Elle dit, les yeux pleins de larmes, que son père est mort. Elle ne doit pas avoir dix ans. Elle a un beau visage et des cheveux bruns et raides. Elle ne peut pas retenir ses larmes. Elle explique qu'avant, quand elle était avec son père, elle n'avait jamais froid. Il se chargeait d’aller chercher le bois et de garder la chambre chaude pour sa petite fille. Aujourd'hui, le vent glacial lui engourdit le corps. Elle est seule. On peut sentir la peur dans ses paroles.
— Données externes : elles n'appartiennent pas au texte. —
mod core;
mod models;
pub use self::core::{ChatSession, CompletionClient, CompletionClientBuilder, PendingCompletion};
pub use models::{ChatState, Role, Transcript, TranscriptEvent, Turn};
//! Persona prompt for the portfolio assistant. The background facts
//! are rendered into the instruction with Handlebars in strict mode so
//! a missing field fails loudly instead of producing a half-empty
//! persona.

use std::fmt;

use anyhow::Result;
use handlebars::Handlebars;
use serde_json::json;

/// First assistant turn shown when the chat opens.
pub const GREETING: &str = "Hello! I'm Port-folio Bot, Mohammed Moheen's AI assistant. How can I help you with questions about his skills, experience, or business approach?";

/// Reply used once every attempt to reach the completion endpoint failed.
pub const APOLOGY: &str =
    "Sorry, I'm having trouble connecting right now. Please try again in a moment.";

/// Reply used when the completion endpoint withheld an answer.
pub const SAFETY_REFUSAL: &str = "I'm sorry, I can't provide a response to that topic.";

#[derive(Debug)]
pub enum Prompt {
    SystemInstruction,
}

impl fmt::Display for Prompt {
    fn fmt(&self, f: &mut fmt::Formatter) -> fmt::Result {
        fmt::Debug::fmt(self, f)
    }
}

const DEVELOPER_CONTEXT: &str = r#"
Name: Mohammed Moheen
Identity: A problem-solver first and a web consultant second.
Mission: To be the web consultant he wishes he could have hired: a reliable, honest, business-minded partner.

Origin Story:
- Started at 17, obsessed with building an internet business while earning a Commerce degree.
- Self-taught, built and published his first apps.
- Learned hard lessons early when apps were removed from the Play Store (a real-world education in monetization).

Experience (7-Year Hands-On Journey, including 4 years of dedicated Web Dev & Design):
- Built a 360-degree skill set to build real businesses.
- Web Developing: Built dozens of high-quality, custom sites (WordPress focus).
- Video Content & Editing: Became a Level 1 Seller on Fiverr, delivering over $10,000 in projects for international clients.
- YouTube Strategy: Worked directly with successful channel owners, learning the algorithm.
- Facebook Ads: Self-taught, ran profitable campaigns for targeted traffic.

The "Big Failure" (A Core Lesson):
- In 2023, invested thousands and months into an e-commerce business.
- The business failed due to a technical payment gateway issue, not a bad idea.
- Result: Went broke, but gained priceless lessons.
- Lesson 1: You must pick one path to truly master.
- Lesson 2: Understood the pain of needing a reliable, honest technical partner.

Current Businesses:
- Apex Web Partners: A global consultancy focused on helping US businesses.
- SiteBoost Hyderabad: A local operation for his home city.

Core Value Proposition:
- He is not just a "developer"; he's a business-minded partner who understands the entire picture (traffic, video, bottom line).
- Believes in transparency, hard work, and building things that last.

Target Audience: Business owners tired of being burned by agencies.

Specialties:
- Full Website Overhauls (Design, Speed & Content)
- Web Performance & Speed Optimization
- Basic SEO & Google Ranking
- International & Local Client Management
"#;

// Triple braces so quotes in the context aren't HTML escaped
const SYSTEM_INSTRUCTION_PROMPT: &str = r#"You are a professional and enthusiastic AI assistant for {{name}}, a web consultant and problem-solver. Your name is '{{bot_name}}'.
Your sole purpose is to answer questions from potential clients, recruiters, and collaborators about {{short_name}}'s skills, his entrepreneurial journey, and his business philosophy.
Your main goal is to effectively communicate his value as an experienced web consultant and drive interest in his web services.
You MUST base all your answers *exclusively* on the following detailed context provided about {{short_name}}:
<context>
{{{context}}}
</context>

Rules:
- Be concise, professional, and friendly.
- Always answer as the assistant. Use "I" when referring to yourself as the bot, and "{{short_name}}" or "he" when referring to the developer.
- Emphasize that he is a "business-minded partner" and "problem-solver," not just a coder.
- Feel free to mention his Fiverr success, his e-commerce failure (and the lessons learned), and his current businesses (Apex Web Partners, SiteBoost Hyderabad).
- If the user asks a question that is irrelevant to {{short_name}}'s professional skills, experience, or services (e.g., "what is the meaning of life?", "what's the weather?", "can you write me a poem?"), you MUST respond with the exact phrase: "I can't answer that."
- For questions *about* him but outside the context (like personal contact info), you should politely state you can't share that and redirect to his professional services (e.g., "I can't share his personal contact details, but you can get in touch through the contact form on this site to discuss a project.").
- Do not make up information. If the context doesn't provide an answer, say so politely.
- Start the conversation by introducing yourself and offering help.
"#;

pub fn templates<'a>() -> Result<Handlebars<'a>> {
    let mut registry = Handlebars::new();
    registry.set_strict_mode(true);
    registry.register_template_string(
        &Prompt::SystemInstruction.to_string(),
        SYSTEM_INSTRUCTION_PROMPT,
    )?;
    Ok(registry)
}

/// Renders the built-in persona used as the system instruction.
pub fn system_instruction() -> Result<String> {
    let rendered = templates()?.render(
        &Prompt::SystemInstruction.to_string(),
        &json!({
            "name": "Mohammed Moheen",
            "short_name": "Mohammed",
            "bot_name": "Port-folio Bot",
            "context": DEVELOPER_CONTEXT.trim(),
        }),
    )?;
    Ok(rendered)
}

#[cfg(test)]
mod tests {
    use super::*;

    #[test]
    fn it_renders_the_context_into_the_instruction() {
        let instruction = system_instruction().unwrap();

        assert!(instruction.contains("Your name is 'Port-folio Bot'"));
        assert!(instruction.contains("<context>\nName: Mohammed Moheen"));
        assert!(instruction.contains("SiteBoost Hyderabad: A local operation"));
        assert!(!instruction.contains("{{"));
    }

    #[test]
    fn it_does_not_escape_quotes_in_the_context() {
        let instruction = system_instruction().unwrap();

        assert!(instruction.contains(r#"The "Big Failure""#));
        assert!(!instruction.contains("&quot;"));
    }

    #[test]
    fn it_fails_on_missing_fields_in_strict_mode() {
        let registry = templates().unwrap();
        let result = registry.render(
            &Prompt::SystemInstruction.to_string(),
            &json!({"name": "Someone"}),
        );

        assert!(result.is_err());
    }
}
Elle sait que plus rien ne va plus.
À ses côtés, une autre petite fille a cette expression d'horreur sur le visage. Une sorte de grimace involontaire, comme si l’effroi avait défiguré l'innocence dans le regard. Elles sont fragiles, désespérées, en plein milieu d’une guerre.
Gaza est devenue une plaie béante sur un côté du monde. Un coup de poignard sous la poitrine de la terre, une incision profonde d'où s'échappent du sang et une douleur sourde et constante.
Il est deux heures du matin et je ne peux pas fermer l’œil. La grippe et le masque que je porte pour protéger ma famille de la contagion tourmentent mon sommeil, le perturbent.
Je suis sur le canapé. Je remets l'oreiller en place. Je regarde la vidéo des fillettes palestiniennes. J’ausculte leur tristesse avec la même expertise que le médecin vérifie mes poumons.
À des kilomètres de distance, je peux sentir leur douleur, leur désarroi. Personne ne peut rester insensible lorsque la tristesse est aussi profonde, lorsque le regard est aussi franc et aussi triste, lorsque les bombes sont sur les talons de tant et tant d'innocents.
Une petite main se pose sur mon visage. Ma fille, d'un geste tendre, me prend la main et me conduit vers le lit. Elle aime me sentir près d'elle quand elle dort. Elle me sent. Elle ne peut pas trouver le sommeil en mon absence.
Elle laisse son petit pied, qui tient encore dans un baiser, frôler ma peau, comme une sorte de pont entre son lit et le mien.
Ma petite fille dort. Mais il y a deux petites filles qui ont froid depuis que la guerre a tué leurs parents. Deux petites filles qui n'ont rien à se reprocher. Deux petites filles aux yeux pleins de larmes qui méritent elles aussi de vivre.